Stop kids getting hooked – nearly 9,000 North East kids start smoking each year
FRESH has described new figures from Cancer Research UK showing 8,911 North East children start smoking each year as “scandalous.”
Campaigners from the North East’s regional tobacco programme say the government needs to ensure tobacco companies can’t attract “replacement smokers” to plug the gap of those who die or quit.
It is now seven months since the national Government consultation on plain, standardised packaging for tobacco closed, with no decision yet made by Ministers.
Ailsa Rutter, director of Fresh, said: “I’m appalled that 24 North East kids start smoking every day and get hooked on an addictive product that kills half of all long term smokers.
“We should be angry that multinational tobacco companies want families across the UK to tolerate their kids growing up to be smokers, just because their profits depend on it. Whether you smoke or not, nobody wants their children to start.
“Kids start smoking for a number of reasons including peer pressure and growing up in families where it’s normal to smoke, but other issues such as tobacco promotion and seeing smoking in films play a major role.
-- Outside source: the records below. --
//! Logger initialisation
//!
//! Events go to stderr (stdout stays free for command output) and, when a
//! log file is configured, are appended to that file without colours.

use crate::error::{SheetsmithError, SheetsmithResult};
use std::fs::OpenOptions;
use std::path::Path;
use std::sync::Mutex;
use tracing_subscriber::layer::SubscriberExt;
use tracing_subscriber::util::SubscriberInitExt;
use tracing_subscriber::{fmt, EnvFilter};

/// Environment variable overriding the configured level / filter
pub const LOG_ENV: &str = "SHEETSMITH_LOG";

/// Install the global subscriber
///
/// `level` is used when `SHEETSMITH_LOG` is unset or invalid. Calling this
/// more than once is harmless; later calls leave the first subscriber in place.
pub fn init(level: &str, log_file: Option<&Path>) -> SheetsmithResult<()> {
    let filter = EnvFilter::try_from_env(LOG_ENV).unwrap_or_else(|_| EnvFilter::new(level));

    let file_layer = match log_file {
        Some(path) => {
            if let Some(parent) = path.parent().filter(|p| !p.as_os_str().is_empty()) {
                std::fs::create_dir_all(parent)?;
            }
            let file = OpenOptions::new()
                .create(true)
                .append(true)
                .open(path)
                .map_err(|e| SheetsmithError::PathUnwritable {
                    path: path.to_path_buf(),
                    reason: e.to_string(),
                })?;
            Some(
                fmt::layer()
                    .with_ansi(false)
                    .with_target(false)
                    .with_writer(Mutex::new(file)),
            )
        }
        None => None,
    };

    let console_layer = fmt::layer()
        .with_target(false)
        .with_writer(std::io::stderr);

    // Already initialised (tests, repeated CLI setup): keep the first one
    let _ = tracing_subscriber::registry()
        .with(filter)
        .with(console_layer)
        .with(file_layer)
        .try_init();

    Ok(())
}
“We trust the Government will accept the strong evidence that standardised, plain packs would make smoking less attractive to children and stop disguising the harm smoking does.
“How tobacco firms can claim packaging doesn’t play a part when they have packs that look like Lego and make up is beyond belief.”
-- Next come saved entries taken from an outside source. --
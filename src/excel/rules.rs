//! Declarative formatting rules
//!
//! Rules are plain data, deserialised from the `formatting` section of the
//! configuration and applied in order by [`super::SheetFormatter`].

use crate::types::CellValue;
use regex::Regex;
use serde::{Deserialize, Serialize};
use std::fmt;

//==============================================================================
// Styles
//==============================================================================

/// RGB colour parsed from a hex string ("366092" or "#366092")
#[derive(Debug, Clone, Copy, PartialEq, Eq, Serialize, Deserialize)]
#[serde(try_from = "String", into = "String")]
pub struct HexColor(pub u32);

impl TryFrom<String> for HexColor {
    type Error = String;

    fn try_from(value: String) -> Result<Self, Self::Error> {
        let hex = value.trim().trim_start_matches('#');
        if hex.len() != 6 {
            return Err(format!("invalid colour '{}': expected RRGGBB", value));
        }
        u32::from_str_radix(hex, 16)
            .map(HexColor)
            .map_err(|_| format!("invalid colour '{}': expected RRGGBB", value))
    }
}

impl From<HexColor> for String {
    fn from(color: HexColor) -> Self {
        format!("{:06X}", color.0)
    }
}

#[derive(Debug, Clone, Copy, PartialEq, Eq, Serialize, Deserialize)]
#[serde(rename_all = "snake_case")]
pub enum HorizontalAlign {
    Left,
    Center,
    Right,
}

#[derive(Debug, Clone, Copy, PartialEq, Eq, Serialize, Deserialize)]
#[serde(rename_all = "snake_case")]
pub enum VerticalAlign {
    Top,
    Center,
    Bottom,
}

/// Visual style of a cell
///
/// Every field is optional; [`CellStyle::merge`] overlays the set fields of
/// a later style on top of an earlier one.
#[derive(Debug, Clone, Default, PartialEq, Serialize, Deserialize)]
#[serde(default, deny_unknown_fields)]
pub struct CellStyle {
    pub font_name: Option<String>,
    pub font_size: Option<f64>,
    pub bold: Option<bool>,
    pub italic: Option<bool>,
    pub font_color: Option<HexColor>,
    pub fill_color: Option<HexColor>,
    pub horizontal: Option<HorizontalAlign>,
    pub vertical: Option<VerticalAlign>,
    pub wrap_text: Option<bool>,
    pub number_format: Option<String>,
}

impl CellStyle {
    pub fn new() -> Self {
        Self::default()
    }

    pub fn bold(mut self, bold: bool) -> Self {
        self.bold = Some(bold);
        self
    }

    pub fn italic(mut self, italic: bool) -> Self {
        self.italic = Some(italic);
        self
    }

    pub fn font(mut self, name: &str, size: f64) -> Self {
        self.font_name = Some(name.to_string());
        self.font_size = Some(size);
        self
    }

    pub fn font_color(mut self, rgb: u32) -> Self {
        self.font_color = Some(HexColor(rgb));
        self
    }

    pub fn fill_color(mut self, rgb: u32) -> Self {
        self.fill_color = Some(HexColor(rgb));
        self
    }

    pub fn align(mut self, horizontal: HorizontalAlign, vertical: VerticalAlign) -> Self {
        self.horizontal = Some(horizontal);
        self.vertical = Some(vertical);
        self
    }

    pub fn wrap_text(mut self, wrap: bool) -> Self {
        self.wrap_text = Some(wrap);
        self
    }

    pub fn number_format(mut self, format: &str) -> Self {
        self.number_format = Some(format.to_string());
        self
    }

    /// Overlay every field set in `other` onto `self`
    pub fn merge(&mut self, other: &CellStyle) {
        fn overlay<T: Clone>(slot: &mut Option<T>, value: &Option<T>) {
            if value.is_some() {
                slot.clone_from(value);
            }
        }

        overlay(&mut self.font_name, &other.font_name);
        overlay(&mut self.font_size, &other.font_size);
        overlay(&mut self.bold, &other.bold);
        overlay(&mut self.italic, &other.italic);
        overlay(&mut self.font_color, &other.font_color);
        overlay(&mut self.fill_color, &other.fill_color);
        overlay(&mut self.horizontal, &other.horizontal);
        overlay(&mut self.vertical, &other.vertical);
        overlay(&mut self.wrap_text, &other.wrap_text);
        overlay(&mut self.number_format, &other.number_format);
    }

    pub fn is_empty(&self) -> bool {
        *self == CellStyle::default()
    }
}

/// Semantic column types and their Excel number formats
#[derive(Debug, Clone, Copy, PartialEq, Eq, Serialize, Deserialize)]
#[serde(rename_all = "snake_case")]
pub enum DataType {
    Date,
    DateTime,
    Int,
    Float,
    Currency,
    Percentage,
    General,
}

impl DataType {
    pub fn number_format(&self) -> &'static str {
        match self {
            DataType::Date => "dd/mm/yyyy",
            DataType::DateTime => "dd/mm/yyyy hh:mm:ss",
            DataType::Int => "#,##0",
            DataType::Float => "#,##0.00",
            DataType::Currency => "\"$\"#,##0;[Red]-#,##0",
            DataType::Percentage => "0.00%",
            DataType::General => "General",
        }
    }
}

//==============================================================================
// Targets and Predicates
//==============================================================================

/// A column given by 0-based index, by letter ("C") or by header name
///
/// Names are matched against the header row first and fall back to
/// column letters, so a header literally named "A" wins over column A.
#[derive(Debug, Clone, PartialEq, Eq, Serialize, Deserialize)]
#[serde(untagged)]
pub enum ColumnRef {
    Index(u16),
    Name(String),
}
Although child smoking rates are a concern, they have fallen significantly over time as fewer adults smoke.
Latest North East figures for children 11-15 smoking from the Smoking, Drinking and Drug Use Among Young People – England, 2011 shows that 6% of boys and 8% of girls aged 11-15 were “regular” smokers and 26% of boys and 30% of girls had ever tried smoking.
The last time this survey was regionalised (2006-08) it found 35% of boys and 49% of girls had ever smoked, and 6% boys and 14% girls were regular smokers.
Figures nationally also show that in 1982, 11% of kids aged 11-15 were regular smokers, but that figure had dropped to 5% by 2011.
New figures show that only 6% of people in the North East say they trust the tobacco industry to tell the truth.
Half of all long term smokers will die from tobacco related illness. Around 100,000 people are killed by smoking in the UK each year.
With so many children starting to smoke each year, Cancer Research UK is urging the government to commit to plain, standardised packaging of tobacco. Research has shown that children find the plain packs less appealing and are less likely to be misled by the sophisticated marketing techniques designed to make smoking attractive to youngsters.